UNITED STATES DISTRICT COURT FOR THE NORTHERN DISTRICT OF ILLINOIS EASTERN DIVISION
Jan 9, 2015
No. 13 C 4186 (N.D. Ill. Jan. 9, 2015)

Opinion

No. 13 C 4186

01-09-2015

RANDEE LEE KOBAL, Plaintiff, v. CAROLYN W. COLVIN, ACTING COMMISSIONER OF SOCIAL SECURITY, Defendant.


MEMORANDUM OPINION AND ORDER

Plaintiff Randee Lee Kobal ("Claimant") seeks review of the final decision of the Acting Commissioner of Social Security Administration ("Commissioner") denying her application for supplemental security income under section 1614(a)(3)(A) of the Social Security Act. Claimant filed this appeal pursuant to 42 U.S.C. § 405(g). The parties have consented to the jurisdiction of the United States Magistrate Judge pursuant to 28 U.S.C. § 636(c) and Local Rule 73.1 for all proceedings, including entry of final judgment.

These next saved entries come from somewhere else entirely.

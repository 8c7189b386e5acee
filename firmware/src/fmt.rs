//! ログマクロ
//!
//! `defmt` フィーチャー有効時は defmt に転送します。`main.rs` で `#[macro_use]` 付きで最初に宣言すること。
#![allow(unused_macros)]

macro_rules! trace {
    ($s:literal $(, $x:expr)* $(,)?) => {
        {
            #[cfg(feature = "defmt")]
            ::defmt::trace!($s $(, $x)*);
            #[cfg(not(feature = "defmt"))]
            let _ = ($( & $x ),*);
        }
    };
}

macro_rules! debug {
    ($s:literal $(, $x:expr)* $(,)?) => {
        {
            #[cfg(feature = "defmt")]
            ::defmt::debug!($s $(, $x)*);
            #[cfg(not(feature = "defmt"))]
            let _ = ($( & $x ),*);
        }
    };
}

macro_rules! info {
    ($s:literal $(, $x:expr)* $(,)?) => {
        {
            #[cfg(feature = "defmt")]
            ::defmt::info!($s $(, $x)*);
            #[cfg(not(feature = "defmt"))]
            let _ = ($( & $x ),*);
        }
    };
}

macro_rules! warn {
    ($s:literal $(, $x:expr)* $(,)?) => {
        {
            #[cfg(feature = "defmt")]
            ::defmt::warn!($s $(, $x)*);
            #[cfg(not(feature = "defmt"))]
            let _ = ($( & $x ),*);
        }
    };
}

macro_rules! error {
    ($s:literal $(, $x:expr)* $(,)?) => {
        {
            #[cfg(feature = "defmt")]
            ::defmt::error!($s $(, $x)*);
            #[cfg(not(feature = "defmt"))]
            let _ = ($( & $x ),*);
        }
    };
}
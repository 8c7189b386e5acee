//! ペダルアシスト（PAS）スロットル
//!
//! デジタル入力のレベル変化間隔からペダル回転レートを求め、指数移動平均したものを
//! スケーリングして出力します。ヒステリシス・レート制限はかけません。

use crate::config::{throttle, ThrottleConfig};

/// PASスロットル1チャネル
#[derive(Debug, Clone)]
pub struct PasThrottle {
    /// 前回読んだレベル（未取得ならNone）
    last_level: Option<bool>,
    /// 前回のレベル変化からの経過周期数
    count: u32,
    /// フィルタ後のレベル変化レート [Hz]
    filtered_hz: f32,
    /// 新しいサンプルの重み
    weight: f32,
    scale: f32,
    output_min: f32,
    output_max: f32,
    timeout_s: f32,
}

impl PasThrottle {
    pub fn new(config: &ThrottleConfig) -> Self {
        let (output_min, output_max) = if config.output_min <= config.output_max {
            (config.output_min, config.output_max)
        } else {
            (throttle::OUTPUT_MIN, throttle::OUTPUT_MAX)
        };
        Self {
            last_level: None,
            count: 0,
            filtered_hz: 0.0,
            weight: config.pas_filter.clamp(0.0, 1.0),
            scale: config.pas_scale(),
            output_min,
            output_max,
            timeout_s: config.pas_timeout_s,
        }
    }

    pub fn reset(&mut self) {
        self.last_level = None;
        self.count = 0;
        self.filtered_hz = 0.0;
    }

    /// フィルタ後のレベル変化レート [Hz]
    pub fn rate_hz(&self) -> f32 {
        self.filtered_hz
    }

    /// 1周期処理
    ///
    /// # 引数
    /// * `level` - 現在の入力レベル
    /// * `dt` - 呼び出し周期 [s]
    pub fn update(&mut self, level: bool, dt: f32) -> f32 {
        match self.last_level {
            Some(last) if last != level => {
                let elapsed = (self.count + 1) as f32 * dt;
                if elapsed > 0.0 {
                    self.filtered_hz = self.weight / elapsed + (1.0 - self.weight) * self.filtered_hz;
                }
                self.count = 0;
            }
            Some(_) => {
                self.count = self.count.saturating_add(1);
                // ペダル停止
                if self.count as f32 * dt > self.timeout_s {
                    self.filtered_hz = 0.0;
                }
            }
            None => {}
        }
        self.last_level = Some(level);

        (self.filtered_hz * self.scale).clamp(self.output_min, self.output_max)
    }
}

#[cfg(test)]
mod tests {
    use super::*;

    const DT: f32 = 1.0 / 20_000.0;

    /// `period` 周期ごとにレベルを反転させて `n` 周期回す
    fn run(pas: &mut PasThrottle, period: u32, n: u32) -> f32 {
        let mut out = 0.0;
        for i in 0..n {
            out = pas.update((i / period) % 2 == 1, DT);
        }
        out
    }

    #[test]
    fn test_half_scale_cadence() {
        // 0.75 rev/s × 12パルス × 2 = 18 Hz → 1111周期ごとに変化
        let mut pas = PasThrottle::new(&ThrottleConfig::default());
        let out = run(&mut pas, 1111, 60_000);
        assert!((out - 0.5).abs() < 0.01, "out = {}", out);
        assert!((pas.rate_hz() - 18.0).abs() < 0.2);
    }

    #[test]
    fn test_output_clamped_to_max() {
        let mut pas = PasThrottle::new(&ThrottleConfig::default());
        let out = run(&mut pas, 100, 20_000);
        assert_eq!(out, throttle::OUTPUT_MAX);
    }

    #[test]
    fn test_timeout_stops_assist() {
        let mut pas = PasThrottle::new(&ThrottleConfig::default());
        run(&mut pas, 1111, 60_000);
        let mut out = 1.0;
        // 0.5秒 + α レベル変化なし
        for _ in 0..10_100 {
            out = pas.update(true, DT);
        }
        assert_eq!(out, 0.0);
    }

    #[test]
    fn test_first_sample_only_records_level() {
        let mut pas = PasThrottle::new(&ThrottleConfig::default());
        assert_eq!(pas.update(true, DT), 0.0);
        assert_eq!(pas.rate_hz(), 0.0);
    }
}
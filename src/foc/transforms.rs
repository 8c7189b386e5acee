// Coordinate transformations for FOC (Field Oriented Control)
// Clarke/Park and their inverses; sin/cos come from ElectricalAngle::cos_sin (idsp::cossin)

use libm::sqrtf;

use crate::angle::ElectricalAngle;

const ONE_DIV_SQRT3: f32 = 0.577_350_26; // 1 / sqrt(3)
const SQRT3_DIV_2: f32 = 0.866_025_4; // sqrt(3) / 2

/// Clarke transformation from two measured phases (abc → αβ)
///
/// Assumes a balanced load, i.e. `i_c = -(i_a + i_b)`
pub fn clarke(i_a: f32, i_b: f32) -> (f32, f32) {
    let i_alpha = i_a;
    let i_beta = ONE_DIV_SQRT3 * (i_a + 2.0 * i_b);
    (i_alpha, i_beta)
}

/// Clarke transformation from three measured phases (abc → αβ)
///
/// Any common-mode component in the measurement is rejected
pub fn clarke3(i_a: f32, i_b: f32, i_c: f32) -> (f32, f32) {
    let i_alpha = (2.0 * i_a - i_b - i_c) / 3.0;
    let i_beta = ONE_DIV_SQRT3 * (i_b - i_c);
    (i_alpha, i_beta)
}

/// Park transformation (αβ → dq)
///
/// # Arguments
/// * `alpha`, `beta` - Stationary frame components
/// * `theta` - Rotor electrical angle
///
/// # Returns
/// Tuple of (d, q) in the rotating frame
pub fn park(alpha: f32, beta: f32, theta: ElectricalAngle) -> (f32, f32) {
    let (cos_theta, sin_theta) = theta.cos_sin();
    park_cs(alpha, beta, cos_theta, sin_theta)
}

/// Park transformation with precomputed cos/sin
#[inline]
pub fn park_cs(alpha: f32, beta: f32, cos_theta: f32, sin_theta: f32) -> (f32, f32) {
    let d = alpha * cos_theta + beta * sin_theta;
    let q = -alpha * sin_theta + beta * cos_theta;
    (d, q)
}

/// Inverse Park transformation (dq → αβ)
///
/// # Arguments
/// * `vd` - d-axis voltage (aligned with rotor flux)
/// * `vq` - q-axis voltage (perpendicular to rotor flux, produces torque)
/// * `theta` - Rotor electrical angle
///
/// # Returns
/// Tuple of (v_alpha, v_beta) in the stationary frame
pub fn inverse_park(vd: f32, vq: f32, theta: ElectricalAngle) -> (f32, f32) {
    let (cos_theta, sin_theta) = theta.cos_sin();
    inverse_park_cs(vd, vq, cos_theta, sin_theta)
}

/// Inverse Park with precomputed cos/sin
#[inline]
pub fn inverse_park_cs(vd: f32, vq: f32, cos_theta: f32, sin_theta: f32) -> (f32, f32) {
    let v_alpha = vd * cos_theta - vq * sin_theta;
    let v_beta = vd * sin_theta + vq * cos_theta;
    (v_alpha, v_beta)
}

/// Inverse Clarke transformation (αβ → abc)
///
/// # Returns
/// Tuple of (v_a, v_b, v_c) three-phase voltages
pub fn inverse_clarke(v_alpha: f32, v_beta: f32) -> (f32, f32, f32) {
    let v_a = v_alpha;
    let v_b = -0.5 * v_alpha + SQRT3_DIV_2 * v_beta;
    let v_c = -0.5 * v_alpha - SQRT3_DIV_2 * v_beta;
    (v_a, v_b, v_c)
}

/// Limit a two-axis vector to a maximum magnitude
///
/// Applies circular limiting so the direction of the vector is preserved
///
/// # Returns
/// Tuple of (x_limited, y_limited)
pub fn limit_magnitude(x: f32, y: f32, max_magnitude: f32) -> (f32, f32) {
    let magnitude = sqrtf(x * x + y * y);

    if magnitude > max_magnitude && magnitude > 0.0 {
        // Scale down both components proportionally
        let scale = max_magnitude / magnitude;
        (x * scale, y * scale)
    } else {
        (x, y)
    }
}

#[cfg(test)]
mod tests {
    use super::*;

    const EPSILON: f32 = 0.0001;

    fn approx_eq(a: f32, b: f32) -> bool {
        (a - b).abs() < EPSILON
    }

    #[test]
    fn test_inverse_park_zero_angle() {
        let (v_alpha, v_beta) = inverse_park(1.0, 0.0, ElectricalAngle::ZERO);
        assert!(approx_eq(v_alpha, 1.0));
        assert!(approx_eq(v_beta, 0.0));
    }

    #[test]
    fn test_inverse_park_quarter_turn() {
        let (v_alpha, v_beta) = inverse_park(0.0, 1.0, ElectricalAngle::wrap(0.25));
        assert!(approx_eq(v_alpha, -1.0));
        assert!(approx_eq(v_beta, 0.0));
    }

    #[test]
    fn test_park_inverts_inverse_park() {
        let theta = ElectricalAngle::from_degrees(37.0);
        let (alpha, beta) = inverse_park(0.3, -0.7, theta);
        let (d, q) = park(alpha, beta, theta);
        assert!(approx_eq(d, 0.3));
        assert!(approx_eq(q, -0.7));
    }

    #[test]
    fn test_inverse_clarke() {
        let (v_a, v_b, v_c) = inverse_clarke(1.0, 0.0);
        assert!(approx_eq(v_a, 1.0));
        assert!(approx_eq(v_b, -0.5));
        assert!(approx_eq(v_c, -0.5));
        // Sum should be zero for balanced three-phase
        assert!(approx_eq(v_a + v_b + v_c, 0.0));
    }

    #[test]
    fn test_clarke_two_and_three_phase_agree() {
        let (a, b, c) = inverse_clarke(0.4, -0.9);
        let (alpha2, beta2) = clarke(a, b);
        let (alpha3, beta3) = clarke3(a, b, c);
        assert!(approx_eq(alpha2, 0.4) && approx_eq(beta2, -0.9));
        assert!(approx_eq(alpha3, 0.4) && approx_eq(beta3, -0.9));
    }

    #[test]
    fn test_clarke3_rejects_common_mode() {
        let (alpha, beta) = clarke3(1.5, 0.5, 0.5);
        let (alpha_ref, beta_ref) = clarke3(1.0, 0.0, 0.0);
        assert!(approx_eq(alpha, alpha_ref) && approx_eq(beta, beta_ref));
    }

    #[test]
    fn test_limit_magnitude() {
        let (x, y) = limit_magnitude(10.0, 0.0, 5.0);
        assert!(approx_eq(x, 5.0));
        assert!(approx_eq(y, 0.0));

        // Magnitude is 5.0, which is less than 10.0, so no limiting
        let (x, y) = limit_magnitude(3.0, 4.0, 10.0);
        assert!(approx_eq(x, 3.0));
        assert!(approx_eq(y, 4.0));
    }
}
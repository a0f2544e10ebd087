//! The sampling loop.
//!
//! Readings arrive one per line. A number is a reading; `null`, `none` or
//! `-` mark a failed measurement. Blank lines and `#` comments are skipped.
//!
//! Input is read on a dedicated thread and forwarded over a channel, so a
//! reading source that keeps its pipe open never holds up shutdown.

use std::collections::BTreeMap;
use std::future::Future;
use std::io::{self, BufRead};
use std::sync::Arc;
use std::time::Duration;

use hydro_alerts::{AlertConfig, AlertManager, Dispatch, Result, TracingObserver};
use serde::Serialize;
use tokio::sync::mpsc;
use tokio::task::JoinHandle;
use tracing::{debug, info, warn};

use crate::channels::build_registry;

const LINE_BUFFER: usize = 64;

/// Counters for one run of the sampling loop.
#[derive(Debug, Clone, Copy, Default, PartialEq, Eq, Serialize)]
pub struct RunSummary {
    /// Lines that carried a reading or an absent marker.
    pub readings: usize,
    /// Readings that were absent or unparseable.
    pub absent: usize,
    /// Events recorded.
    pub events: usize,
    /// Bursts started.
    pub bursts: usize,
    /// Bursts dropped while another was active or with no channels.
    pub dropped: usize,
}

/// Parses one input line.
///
/// Returns `None` for blank lines and comments, `Some(None)` for an absent
/// or unparseable reading.
#[must_use]
pub fn parse_reading(line: &str) -> Option<Option<f64>> {
    let line = line.trim();
    if line.is_empty() || line.starts_with('#') {
        return None;
    }

    match line.to_ascii_lowercase().as_str() {
        "null" | "none" | "-" => Some(None),
        value => match value.parse::<f64>() {
            Ok(reading) if reading.is_finite() => Some(Some(reading)),
            _ => {
                warn!(input = %line, "unparseable reading treated as absent");
                Some(None)
            }
        },
    }
}

/// Builds the manager with every configured channel and a tracing observer.
///
/// # Errors
///
/// Returns an error if the configuration or a channel is invalid.
pub fn build_manager(config: &AlertConfig) -> Result<AlertManager> {
    let registry = Arc::new(build_registry(config)?);
    let manager = AlertManager::new(config, registry)?;
    manager.add_observer(Arc::new(TracingObserver::new()));
    Ok(manager)
}

/// Probes every channel in the background and logs a READY / NOT AVAILABLE summary.
pub fn spawn_probe(manager: Arc<AlertManager>, timeout: Duration) -> JoinHandle<BTreeMap<String, bool>> {
    tokio::spawn(async move {
        let results = manager.probe_channels(timeout).await;
        for (name, available) in &results {
            if *available {
                info!(channel = %name, "READY");
            } else {
                warn!(channel = %name, "NOT AVAILABLE");
            }
        }
        info!(
            ready = results.values().filter(|a| **a).count(),
            total = results.len(),
            "channel probe complete"
        );
        results
    })
}

/// Reads lines from `reader` on a dedicated thread.
///
/// The thread stops at end of input, after a read error, or once the
/// receiver is dropped. A thread still blocked in a read does not keep the
/// process alive.
///
/// # Errors
///
/// Returns an error if the thread cannot be spawned.
pub fn spawn_line_reader<R>(reader: R) -> io::Result<mpsc::Receiver<io::Result<String>>>
where
    R: BufRead + Send + 'static,
{
    let (tx, rx) = mpsc::channel(LINE_BUFFER);
    std::thread::Builder::new()
        .name("hydroguard-input".to_string())
        .spawn(move || {
            for line in reader.lines() {
                let failed = line.is_err();
                if tx.blocking_send(line).is_err() || failed {
                    break;
                }
            }
        })?;
    Ok(rx)
}

/// Feeds readings from `lines` into `manager` until end of input or `shutdown`.
///
/// # Errors
///
/// Returns the first read error forwarded on `lines`.
pub async fn run_readings<F>(
    manager: &AlertManager,
    mut lines: mpsc::Receiver<io::Result<String>>,
    shutdown: F,
) -> io::Result<RunSummary>
where
    F: Future<Output = ()>,
{
    let mut summary = RunSummary::default();
    tokio::pin!(shutdown);

    loop {
        tokio::select! {
            () = &mut shutdown => {
                info!("shutdown requested");
                break;
            }
            line = lines.recv() => {
                let Some(line) = line else {
                    debug!("end of input");
                    break;
                };
                let line = line?;
                let Some(reading) = parse_reading(&line) else {
                    continue;
                };

                summary.readings += 1;
                if reading.is_none() {
                    summary.absent += 1;
                }

                match manager.ingest(reading) {
                    Dispatch::Idle | Dispatch::Periodic { .. } => {}
                    Dispatch::Resolved(_) => summary.events += 1,
                    Dispatch::Burst { .. } => {
                        summary.events += 1;
                        summary.bursts += 1;
                    }
                    Dispatch::Dropped { .. } => {
                        summary.events += 1;
                        summary.dropped += 1;
                    }
                }
            }
        }
    }

    Ok(summary)
}

#[cfg(test)]
mod tests {
    use super::*;
    use hydro_alerts::{AlertLevel, BurstConfig};

    fn config() -> AlertConfig {
        AlertConfig {
            burst: BurstConfig {
                attempts: 1,
                interval_ms: 0,
                send_timeout_ms: 1_000,
            },
            ..AlertConfig::sample()
        }
    }

    mod parse_tests {
        use super::*;
        use test_case::test_case;

        #[test_case("152.5", Some(Some(152.5)); "number")]
        #[test_case("  270 ", Some(Some(270.0)); "padded")]
        #[test_case("null", Some(None); "null marker")]
        #[test_case("NONE", Some(None); "none marker")]
        #[test_case("-", Some(None); "dash marker")]
        #[test_case("abc", Some(None); "garbage")]
        #[test_case("inf", Some(None); "infinite")]
        #[test_case("", None; "blank")]
        #[test_case("# camera restarted", None; "comment")]
        fn parse(input: &str, expected: Option<Option<f64>>) {
            assert_eq!(parse_reading(input), expected);
        }
    }

    mod loop_tests {
        use super::*;

        #[tokio::test]
        async fn feeds_readings_until_eof() {
            let mut config = config();
            config.channels.retain(|name, _| name == "log");
            let manager = build_manager(&config).unwrap();

            let input = io::Cursor::new(b"# start\n100\n160\n\nnull\n145\n120\n".to_vec());
            let lines = spawn_line_reader(input).unwrap();
            let summary = run_readings(&manager, lines, std::future::pending())
                .await
                .unwrap();

            assert_eq!(summary.readings, 5);
            assert_eq!(summary.absent, 1);
            assert_eq!(summary.events, 3);
            assert_eq!(summary.bursts + summary.dropped, 2);

            manager.wait_idle().await;
            assert_eq!(manager.current_level(), AlertLevel::Normal);
            assert_eq!(manager.history(10).len(), 3);
        }

        #[tokio::test]
        async fn stops_on_shutdown() {
            let manager = build_manager(&AlertConfig::default()).unwrap();
            let (_tx, rx) = mpsc::channel(1);

            let summary = run_readings(&manager, rx, async {}).await.unwrap();
            assert_eq!(summary, RunSummary::default());
        }

        #[tokio::test]
        async fn read_error_ends_the_loop() {
            let manager = build_manager(&AlertConfig::default()).unwrap();
            let (tx, rx) = mpsc::channel(2);
            tx.send(Ok("100".to_string())).await.unwrap();
            tx.send(Err(io::Error::other("pipe broke"))).await.unwrap();

            let err = run_readings(&manager, rx, std::future::pending())
                .await
                .unwrap_err();
            assert_eq!(err.to_string(), "pipe broke");
        }

        /// Input whose first read blocks until the test lets go of it.
        struct OpenInput(std::sync::mpsc::Receiver<()>);

        impl io::Read for OpenInput {
            fn read(&mut self, _buf: &mut [u8]) -> io::Result<usize> {
                let _ = self.0.recv();
                Ok(0)
            }
        }

        #[test]
        fn shutdown_does_not_wait_for_open_input() {
            let (hold, held) = std::sync::mpsc::channel::<()>();
            let started = std::time::Instant::now();

            let runtime = tokio::runtime::Builder::new_multi_thread()
                .worker_threads(1)
                .enable_all()
                .build()
                .unwrap();
            let summary = runtime.block_on(async {
                let manager = build_manager(&AlertConfig::default()).unwrap();
                let lines = spawn_line_reader(io::BufReader::new(OpenInput(held))).unwrap();
                run_readings(&manager, lines, tokio::time::sleep(Duration::from_millis(50)))
                    .await
                    .unwrap()
            });
            drop(runtime);

            assert_eq!(summary, RunSummary::default());
            assert!(started.elapsed() < Duration::from_secs(5));
            drop(hold);
        }
    }

    mod probe_tests {
        use super::*;

        #[tokio::test]
        async fn probe_runs_in_background() {
            let mut config = config();
            config.channels.retain(|name, _| name == "log");
            let manager = Arc::new(build_manager(&config).unwrap());

            let results = spawn_probe(Arc::clone(&manager), Duration::from_secs(1))
                .await
                .unwrap();
            assert_eq!(results.get("log"), Some(&true));
            assert_eq!(manager.status().available_channels(), 1);
        }
    }
}
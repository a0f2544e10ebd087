//! hydroguard - Flood Alert Daemon
//!
//! Reads water level readings from standard input (one per line), feeds
//! them through the alert-level state machine and notifies every
//! configured channel.

use std::io::BufReader;
use std::path::PathBuf;
use std::sync::Arc;
use std::time::Duration;

use clap::{Parser, Subcommand};
use hydro_alerts::{AlertConfig, AlertLevel, Dispatch};
use hydroguard::{build_manager, run_readings, spawn_line_reader, spawn_probe};
use tracing::{info, warn};
use tracing_subscriber::{EnvFilter, fmt, prelude::*};

#[derive(Parser)]
#[command(name = "hydroguard")]
#[command(about = "Flood alert daemon")]
#[command(version)]
struct Cli {
    /// Emit logs as JSON
    #[arg(long, global = true)]
    json: bool,

    #[command(subcommand)]
    command: Commands,
}

#[derive(Subcommand)]
enum Commands {
    /// Read readings from stdin and dispatch alerts
    Run {
        /// Path to config file
        #[arg(short, long, default_value = "/etc/hydroguard/config.json", env = "HYDROGUARD_CONFIG")]
        config: PathBuf,

        /// Seconds to wait for each channel probe at startup
        #[arg(long, default_value_t = 10)]
        probe_timeout: u64,
    },

    /// Send a test alert through every enabled channel
    TestAlert {
        /// Path to config file
        #[arg(short, long, default_value = "/etc/hydroguard/config.json", env = "HYDROGUARD_CONFIG")]
        config: PathBuf,

        /// Level to announce (NORMAL, WARNING, DANGER, CRITICAL or 0-3)
        #[arg(short, long, default_value = "WARNING")]
        level: AlertLevel,

        /// Reading to announce (defaults to the level's threshold)
        #[arg(short, long)]
        reading: Option<f64>,
    },

    /// Check which channels are reachable
    Probe {
        /// Path to config file
        #[arg(short, long, default_value = "/etc/hydroguard/config.json", env = "HYDROGUARD_CONFIG")]
        config: PathBuf,

        /// Seconds to wait for each channel
        #[arg(long, default_value_t = 10)]
        timeout: u64,
    },

    /// Generate a sample config file
    InitConfig {
        /// Path to write config
        #[arg(short, long, default_value = "hydroguard.json")]
        output: PathBuf,
    },
}

#[tokio::main]
async fn main() -> anyhow::Result<()> {
    let cli = Cli::parse();
    init_tracing(cli.json)?;

    match cli.command {
        Commands::Run {
            config,
            probe_timeout,
        } => {
            run_daemon(config, probe_timeout).await?;
        }

        Commands::TestAlert {
            config,
            level,
            reading,
        } => {
            test_alert(config, level, reading).await?;
        }

        Commands::Probe { config, timeout } => {
            probe(config, timeout).await?;
        }

        Commands::InitConfig { output } => {
            init_config(output)?;
        }
    }

    Ok(())
}

fn init_tracing(json: bool) -> anyhow::Result<()> {
    let filter = EnvFilter::from_default_env()
        .add_directive("hydroguard=info".parse()?)
        .add_directive("hydro_alerts=info".parse()?);

    if json {
        tracing_subscriber::registry()
            .with(fmt::layer().json())
            .with(filter)
            .init();
    } else {
        tracing_subscriber::registry()
            .with(fmt::layer())
            .with(filter)
            .init();
    }
    Ok(())
}

async fn run_daemon(config_path: PathBuf, probe_timeout: u64) -> anyhow::Result<()> {
    info!(config = %config_path.display(), "starting hydroguard");

    let config = AlertConfig::from_file(&config_path)?;
    let manager = Arc::new(build_manager(&config)?);
    info!(
        channels = manager.registry().len(),
        enabled = manager.registry().enabled_count(),
        "loaded config"
    );

    // Startup must not wait on slow channels.
    let _probe = spawn_probe(Arc::clone(&manager), Duration::from_secs(probe_timeout));

    let shutdown = async {
        match tokio::signal::ctrl_c().await {
            Ok(()) => info!("interrupt received"),
            Err(e) => {
                warn!(error = %e, "failed to listen for interrupt");
                std::future::pending::<()>().await;
            }
        }
    };

    let lines = spawn_line_reader(BufReader::new(std::io::stdin()))?;
    let summary = run_readings(&manager, lines, shutdown).await?;
    info!(
        readings = summary.readings,
        absent = summary.absent,
        events = summary.events,
        bursts = summary.bursts,
        dropped = summary.dropped,
        "sampling stopped"
    );

    if manager.coordinator().is_bursting() {
        info!("waiting for active alert burst");
    }
    manager.wait_idle().await;

    let status = serde_json::to_string(&manager.status())?;
    info!(status = %status, "final status");
    Ok(())
}

async fn test_alert(config_path: PathBuf, level: AlertLevel, reading: Option<f64>) -> anyhow::Result<()> {
    let config = AlertConfig::from_file(&config_path)?;
    let manager = build_manager(&config)?;
    let reading = reading
        .or_else(|| config.thresholds.threshold(level))
        .unwrap_or(0.0);

    let dispatch = manager.force_test_alert(level, reading);
    if let Some(event) = dispatch.event() {
        println!("{}", event.message);
    }

    match &dispatch {
        Dispatch::Burst { .. } => {}
        Dispatch::Dropped { reason, .. } => println!("Not sent: {reason}"),
        _ => println!("Recorded only (NORMAL alerts are not sent to channels)"),
    }

    if let Some(report) = dispatch.wait().await {
        println!();
        for attempt in &report.attempts {
            for delivery in &attempt.deliveries {
                println!(
                    "  attempt {} {:<12} {} ({} ms)",
                    attempt.attempt,
                    delivery.channel,
                    delivery.outcome,
                    delivery.elapsed.as_millis()
                );
            }
        }
        println!();
        println!("Delivered: {}  Failed: {}", report.delivered(), report.failed());
    }

    Ok(())
}

async fn probe(config_path: PathBuf, timeout: u64) -> anyhow::Result<()> {
    let config = AlertConfig::from_file(&config_path)?;
    let manager = build_manager(&config)?;
    let results = manager.probe_channels(Duration::from_secs(timeout)).await;

    if results.is_empty() {
        println!("No channels configured");
        return Ok(());
    }

    println!("Channels:");
    for (name, available) in &results {
        let enabled = manager
            .registry()
            .get(name)
            .is_some_and(|c| c.settings().enabled);
        let state = if *available { "READY" } else { "NOT AVAILABLE" };
        let note = if enabled { "" } else { " (disabled)" };
        println!("  {name:<12} {state}{note}");
    }

    Ok(())
}

fn init_config(output: PathBuf) -> anyhow::Result<()> {
    AlertConfig::sample().save(&output)?;

    println!("Config written to {}", output.display());
    println!();
    println!("Edit the channel settings, then run:");
    println!("  <reading source> | hydroguard run --config {}", output.display());

    Ok(())
}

This matter is before the Court on the parties' cross-motions. For the reasons stated herein, Claimant's Motion to Reverse the Decision of the Commissioner of Social Security [ECF 20] is granted, and the Commissioner's Motion for Summary Judgment [ECF 27] is denied. This case is remanded for further proceedings consistent with this Memorandum Opinion and Order.

I. PROCEDURAL HISTORY

Claimant filed an application for supplemental security income on August 16, 2010, alleging a disability beginning March 1, 2004. (R. 23). Claimant suffers from asthma/chronic obstructive pulmonary disorder ("COPD"), multiple bilateral breast surgeries, degenerative disc disease of the cervical spine, obesity, anxiety and depression. (R. 25). The application was denied on April 14, 2011 and again after reconsideration on September 1, 2011. (R. 23). Claimant filed a written request for a hearing before an Administrative Law Judge ("ALJ") on September 27, 2011. (R. 23). Claimant appeared and testified at a hearing held on April 13, 2012, and she was represented by an attorney at the hearing. (R. 43-88). A vocational expert also testified at the hearing. Id.

On July 20, 2012, the ALJ denied Claimant's application for supplemental security income and found her not disabled under the Social Security Act. (R. 23-36). At step one, the ALJ found that Claimant had not engaged in substantial gainful activity since August 16, 2010, the application date. (R. 25). At step two, the ALJ found that Claimant had the severe impairments of asthma/COPD, multiple bilateral breast surgeries, degenerative disc disease of the cervical spine, obesity, anxiety and depression and the non-severe impairments of tendonitis of the left wrist, carpal tunnel syndrome and ganglion cyst. (R. 25). At step three, however, the ALJ found Claimant did not have an impairment or combination of impairments that met or medically equaled the severity of one of the listed impairments in 20 C.F.R part 404, Subpart P, Appendix 1 (20 C.F.R §§ 416.920(d), 416.925 and 416.926) of the regulations. (R. 26).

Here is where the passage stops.